Influences of sinusoidal density modulation on stimulated Raman scattering in inhomogeneous plasmas

TL;DR

This study investigates how sinusoidal density modulation affects stimulated Raman scattering in inhomogeneous plasmas, revealing conditions for inducing or suppressing SRS and explaining high reflectivity in experiments.

Contribution

It demonstrates that sinusoidal density modulation can induce absolute SRS even with low gain and offers strategies to control SRS through modulation wavelength and amplitude.

Findings

Sinusoidal modulation can induce absolute SRS below the Rosenbluth gain threshold.

Shorter wavelength modulation suppresses SRS inflation.

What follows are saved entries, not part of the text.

// Base types and tree access shared by all extractors
//
// - types.rs: locations, the SchemaNode interface, TreeItem
// - syntax_tree.rs: SyntaxTree snapshot (tree + source)
// - tree_methods.rs: JavaScript shape helpers on SyntaxTree
// - creation_methods.rs: TreeItem construction

pub mod creation_methods;
pub mod syntax_tree;
pub mod tree_methods;
pub mod types;

// Re-export key types for external use
pub use creation_methods::generate_id;
pub use syntax_tree::SyntaxTree;
pub use tree_methods::{as_integer, parse_js_number};
pub use types::{Position, SchemaNode, SourceLocation, TreeItem};
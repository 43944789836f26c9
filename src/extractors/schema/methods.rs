//! Method root: members of `methods: { ... }`

use serde::Serialize;

use super::{located_object, PropertyItem};
use crate::extractors::base::{SchemaNode, SourceLocation, SyntaxTree};

#[derive(Debug, Clone, PartialEq, Serialize)]
pub struct MethodRoot {
    pub items: Vec<PropertyItem>,
    pub location: SourceLocation,
}

pub fn extract_methods(tree: Option<&SyntaxTree>) -> Option<MethodRoot> {
    let (tree, property, pairs) = located_object(tree, "methods")?;

    let items = pairs
        .iter()
        .filter_map(|pair| {
            let value = pair.child_by_field_name("value")?;
            // Show the parameter list of function members
            let tooltip = value
                .child_by_field_name("parameters")
                .filter(|_| tree.is_function_literal(&value))
                .map(|params| tree.get_node_text(&params).to_string());
            Some(PropertyItem {
                name: tree.property_name(pair)?,
                tooltip,
                location: tree.location(pair),
            })
        })
        .collect();

    Some(MethodRoot {
        items,
        location: property.location,
    })
}

impl SchemaNode for MethodRoot {
    fn name(&self) -> String {
        "Methods".to_string()
    }

    fn location(&self) -> Option<SourceLocation> {
        Some(self.location)
    }

    fn has_children(&self) -> bool {
        !self.items.is_empty()
    }

    fn children(&self) -> Vec<Box<dyn SchemaNode>> {
        PropertyItem::boxed(&self.items)
    }
}
//! Property locator
//!
//! Finds the `define(name, [deps], function(...) { return { ... }; })` factory
//! call and the members of the schema object it returns.
//!
//! When a file holds several factory calls, the first matching property in
//! pre-order wins. That is a traversal-order rule, not a disambiguation.

use serde::Serialize;
use tree_sitter::Node;

use crate::extractors::base::{SourceLocation, SyntaxTree};

/// Identifier of the module factory
pub const FACTORY_FUNCTION: &str = "define";

/// A string or identifier with its location
#[derive(Debug, Clone, PartialEq, Serialize)]
pub struct NamedLiteral {
    pub name: String,
    pub location: SourceLocation,
}

/// Owned summary of the factory call
#[derive(Debug, Clone, PartialEq, Serialize)]
pub struct FactoryCallInfo {
    pub module_name: Option<String>,
    /// String elements of the dependency array, in order
    pub dependencies: Vec<NamedLiteral>,
    /// Identifier parameters of the callback, in order (patterns are dropped)
    pub parameters: Vec<NamedLiteral>,
    pub location: SourceLocation,
}

impl FactoryCallInfo {
    /// Dependencies and parameters zipped positionally; the shorter side is padded with `None`
    pub fn pairs(&self) -> Vec<(Option<&NamedLiteral>, Option<&NamedLiteral>)> {
        let len = self.dependencies.len().max(self.parameters.len());
        (0..len)
            .map(|i| (self.dependencies.get(i), self.parameters.get(i)))
            .collect()
    }
}

/// A member of the returned schema object
#[derive(Debug, Clone, Copy)]
pub struct LocatedProperty<'t> {
    pub pair: Node<'t>,
    pub value: Node<'t>,
    pub location: SourceLocation,
}

/// Find the first `define` call with three arguments whose third argument is a function
pub fn locate_factory_call(tree: Option<&SyntaxTree>) -> Option<FactoryCallInfo> {
    let tree = tree?;
    let call = tree.find_first(|node| is_factory_call(tree, &node))?;
    let args = factory_arguments(tree, &call)?;

    let module_name = tree.string_value(&args[0]);

    let dependencies = if args[1].kind() == "array" {
        tree.named_children_of(&args[1])
            .into_iter()
            .filter_map(|element| {
                tree.string_value(&element).map(|name| NamedLiteral {
                    name,
                    location: tree.location(&element),
                })
            })
            .collect()
    } else {
        Vec::new()
    };

    let parameters = callback_parameters(tree, &args[2])
        .into_iter()
        .map(|param| NamedLiteral {
            name: tree.get_node_text(&param).to_string(),
            location: tree.location(&param),
        })
        .collect();

    Some(FactoryCallInfo {
        module_name,
        dependencies,
        parameters,
        location: tree.location(&call),
    })
}

/// Find the first member named `property_name` of an object returned at the top
/// of a factory callback body
pub fn locate_top_level_property<'t>(
    tree: Option<&'t SyntaxTree>,
    property_name: &str,
) -> Option<LocatedProperty<'t>> {
    let tree = tree?;
    let pair = tree.find_first(|node| {
        node.kind() == "pair"
            && tree.property_name(&node).as_deref() == Some(property_name)
            && node
                .parent()
                .is_some_and(|object| is_schema_object(tree, &object))
    })?;

    let value = tree.unwrap_parens(pair.child_by_field_name("value")?);
    Some(LocatedProperty {
        pair,
        value,
        location: tree.location(&pair),
    })
}

/// The object literal returned by the factory callback, if any
pub fn locate_schema_object(tree: Option<&SyntaxTree>) -> Option<Node<'_>> {
    let tree = tree?;
    tree.find_first(|node| is_schema_object(tree, &node))
}

fn is_factory_call(tree: &SyntaxTree, node: &Node) -> bool {
    node.kind() == "call_expression" && factory_arguments(tree, node).is_some()
}

/// The three arguments of a factory call, `None` when `call` has another shape
fn factory_arguments<'t>(tree: &SyntaxTree, call: &Node<'t>) -> Option<Vec<Node<'t>>> {
    let function = call.child_by_field_name("function")?;
    if function.kind() != "identifier" || tree.get_node_text(&function) != FACTORY_FUNCTION {
        return None;
    }
    let arguments = call.child_by_field_name("arguments")?;
    let args = tree.named_children_of(&arguments);
    if args.len() != 3 || !tree.is_function_literal(&args[2]) {
        return None;
    }
    Some(args)
}

fn callback_parameters<'t>(tree: &SyntaxTree, callback: &Node<'t>) -> Vec<Node<'t>> {
    // Arrow functions with a single bare parameter have no parameter list
    if let Some(single) = callback.child_by_field_name("parameter") {
        return if single.kind() == "identifier" {
            vec![single]
        } else {
            Vec::new()
        };
    }
    callback
        .child_by_field_name("parameters")
        .map(|params| {
            tree.named_children_of(&params)
                .into_iter()
                .filter(|param| param.kind() == "identifier")
                .collect()
        })
        .unwrap_or_default()
}

/// `object` is `return { ... }` directly inside a factory callback body
fn is_schema_object(tree: &SyntaxTree, object: &Node) -> bool {
    if object.kind() != "object" {
        return false;
    }

    let mut parent = object.parent();
    while let Some(p) = parent {
        if p.kind() != "parenthesized_expression" {
            break;
        }
        parent = p.parent();
    }

    let Some(statement) = parent.filter(|p| p.kind() == "return_statement") else {
        return false;
    };
    let Some(body) = statement.parent().filter(|p| p.kind() == "statement_block") else {
        return false;
    };
    let Some(callback) = body.parent().filter(|p| tree.is_function_literal(p)) else {
        return false;
    };
    let Some(call) = callback
        .parent()
        .filter(|p| p.kind() == "arguments")
        .and_then(|args| args.parent())
    else {
        return false;
    };

    factory_arguments(tree, &call)
        .map(|args| args[2].id() == callback.id())
        .unwrap_or(false)
}

#[cfg(test)]
mod tests {
    use super::*;
    use crate::language::create_parser;

    fn parse(source: &str) -> SyntaxTree {
        let mut parser = create_parser().unwrap();
        SyntaxTree::parse(&mut parser, source).unwrap()
    }

    #[test]
    fn test_factory_call_zips_dependencies_and_parameters() {
        let tree = parse(
            r#"define("Page", ["A", "B", "C"], function(a, { b }, c) { return {}; });"#,
        );
        let info = locate_factory_call(Some(&tree)).unwrap();

        assert_eq!(info.module_name.as_deref(), Some("Page"));
        let deps: Vec<&str> = info.dependencies.iter().map(|d| d.name.as_str()).collect();
        let params: Vec<&str> = info.parameters.iter().map(|p| p.name.as_str()).collect();
        assert_eq!(deps, vec!["A", "B", "C"]);
        // destructuring parameter dropped
        assert_eq!(params, vec!["a", "c"]);

        let pairs = info.pairs();
        assert_eq!(pairs.len(), 3);
        assert_eq!(pairs[2].0.unwrap().name, "C");
        assert!(pairs[2].1.is_none());
    }

    #[test]
    fn test_more_parameters_than_dependencies() {
        let tree = parse(r#"define("Page", ["A"], function(a, b) { return {}; });"#);
        let info = locate_factory_call(Some(&tree)).unwrap();
        let pairs = info.pairs();
        assert_eq!(pairs.len(), 2);
        assert!(pairs[1].0.is_none());
        assert_eq!(pairs[1].1.unwrap().name, "b");
    }

    #[test]
    fn test_wrong_shape_is_not_a_factory_call() {
        let tree = parse(r#"define("Page", ["A"]); define("Page", ["A"], "x");"#);
        assert!(locate_factory_call(Some(&tree)).is_none());
        assert!(locate_factory_call(None).is_none());
    }

    #[test]
    fn test_locate_top_level_property() {
        let tree = parse(
            r#"define("Page", [], function() {
                return {
                    methods: {
                        init: function() { return { mixins: 1 }; }
                    },
                    "mixins": { A: "B" }
                };
            });"#,
        );
        let mixins = locate_top_level_property(Some(&tree), "mixins").unwrap();
        assert_eq!(mixins.value.kind(), "object");
        assert_eq!(mixins.location.start.line, 6);
        assert!(locate_top_level_property(Some(&tree), "diff").is_none());
    }

    #[test]
    fn test_return_outside_factory_is_ignored() {
        let tree = parse(r#"function f() { return { mixins: {} }; }"#);
        assert!(locate_top_level_property(Some(&tree), "mixins").is_none());
        assert!(locate_schema_object(Some(&tree)).is_none());
    }
}
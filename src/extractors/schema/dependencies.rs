//! Dependency root: `define` dependency strings paired with callback parameters

use serde::Serialize;

use super::locator::locate_factory_call;
use crate::data::UNKNOWN_PLACEHOLDER;
use crate::extractors::base::{SchemaNode, SourceLocation, SyntaxTree};

#[derive(Debug, Clone, PartialEq, Serialize)]
pub struct DependencyItem {
    /// Module name from the dependency array
    pub dependency: String,
    /// Local parameter name bound to it
    pub identifier: String,
    pub location: Option<SourceLocation>,
}

#[derive(Debug, Clone, PartialEq, Serialize)]
pub struct DependencyRoot {
    pub items: Vec<DependencyItem>,
    pub location: SourceLocation,
}

/// Extract the dependency root; `None` without a factory call
pub fn extract_dependencies(tree: Option<&SyntaxTree>) -> Option<DependencyRoot> {
    let info = locate_factory_call(tree)?;

    let items = info
        .pairs()
        .into_iter()
        .map(|(dependency, identifier)| DependencyItem {
            dependency: dependency
                .map(|d| d.name.clone())
                .unwrap_or_else(|| UNKNOWN_PLACEHOLDER.to_string()),
            identifier: identifier
                .map(|i| i.name.clone())
                .unwrap_or_else(|| UNKNOWN_PLACEHOLDER.to_string()),
            location: dependency.or(identifier).map(|n| n.location),
        })
        .collect();

    Some(DependencyRoot {
        items,
        location: info.location,
    })
}

impl SchemaNode for DependencyItem {
    fn name(&self) -> String {
        self.dependency.clone()
    }

    fn location(&self) -> Option<SourceLocation> {
        self.location
    }

    fn tooltip(&self) -> Option<String> {
        Some(self.identifier.clone())
    }
}

impl SchemaNode for DependencyRoot {
    fn name(&self) -> String {
        "Dependencies".to_string()
    }

    fn location(&self) -> Option<SourceLocation> {
        Some(self.location)
    }

    fn has_children(&self) -> bool {
        !self.items.is_empty()
    }

    fn children(&self) -> Vec<Box<dyn SchemaNode>> {
        self.items
            .iter()
            .map(|item| Box::new(item.clone()) as Box<dyn SchemaNode>)
            .collect()
    }
}

#[cfg(test)]
mod tests {
    use super::*;
    use crate::language::create_parser;

    fn parse(source: &str) -> SyntaxTree {
        let mut parser = create_parser().unwrap();
        SyntaxTree::parse(&mut parser, source).unwrap()
    }

    #[test]
    fn test_missing_parameter_gets_placeholder() {
        let tree = parse(
            r#"define("Page", ["PageResources", "Constants"], function(resources) { return {}; });"#,
        );
        let root = extract_dependencies(Some(&tree)).unwrap();
        assert_eq!(root.items.len(), 2);
        assert_eq!(root.items[0].dependency, "PageResources");
        assert_eq!(root.items[0].identifier, "resources");
        assert_eq!(root.items[1].identifier, UNKNOWN_PLACEHOLDER);
        assert_eq!(root.children()[1].tooltip().as_deref(), Some(UNKNOWN_PLACEHOLDER));
    }

    #[test]
    fn test_no_factory_no_root() {
        let tree = parse("var a = 1;");
        assert!(extract_dependencies(Some(&tree)).is_none());
        assert!(extract_dependencies(None).is_none());
    }

    #[test]
    fn test_extraction_is_idempotent() {
        let tree = parse(r#"define("Page", ["A"], function(a) { return {}; });"#);
        assert_eq!(extract_dependencies(Some(&tree)), extract_dependencies(Some(&tree)));
    }
}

PIC simulations qualitatively agree with Vlasov simulation results.

Abstract

The influence of sinusoidal density modulation on the stimulated Raman scattering (SRS) reflectivity in inhomogeneous plasmas is studied by three-wave coupling equations, fully kinetic Vlasov simulations and particle in cell (PIC) simulations. Through the numerical solution of three-wave coupling equations, we find that the sinusoidal density modulation is capable of inducing absolute SRS even though the Rosenbluth gain is smaller than {\pi}, and we give a region of modulational wavelength and amplitude that the absolute SRS can be induced, which agrees with early studies. The average reflectivity obtained by Vlasov simulations has the same trend with the growth rate of absolute SRS obtained by three-wave equations. Instead of causing absolute instability, modulational wavelength shorter than a basic gain length is able to suppress the inflation of SRS through harmonic waves. And, the PIC simulations qualitatively agree with our Vlasov simulations. Our results offer an alternative explanation of high reflectivity at underdense plasma in experiments, which is due to long-wavelength modulation, and a potential method to suppress SRS by using the short-wavelength modulation.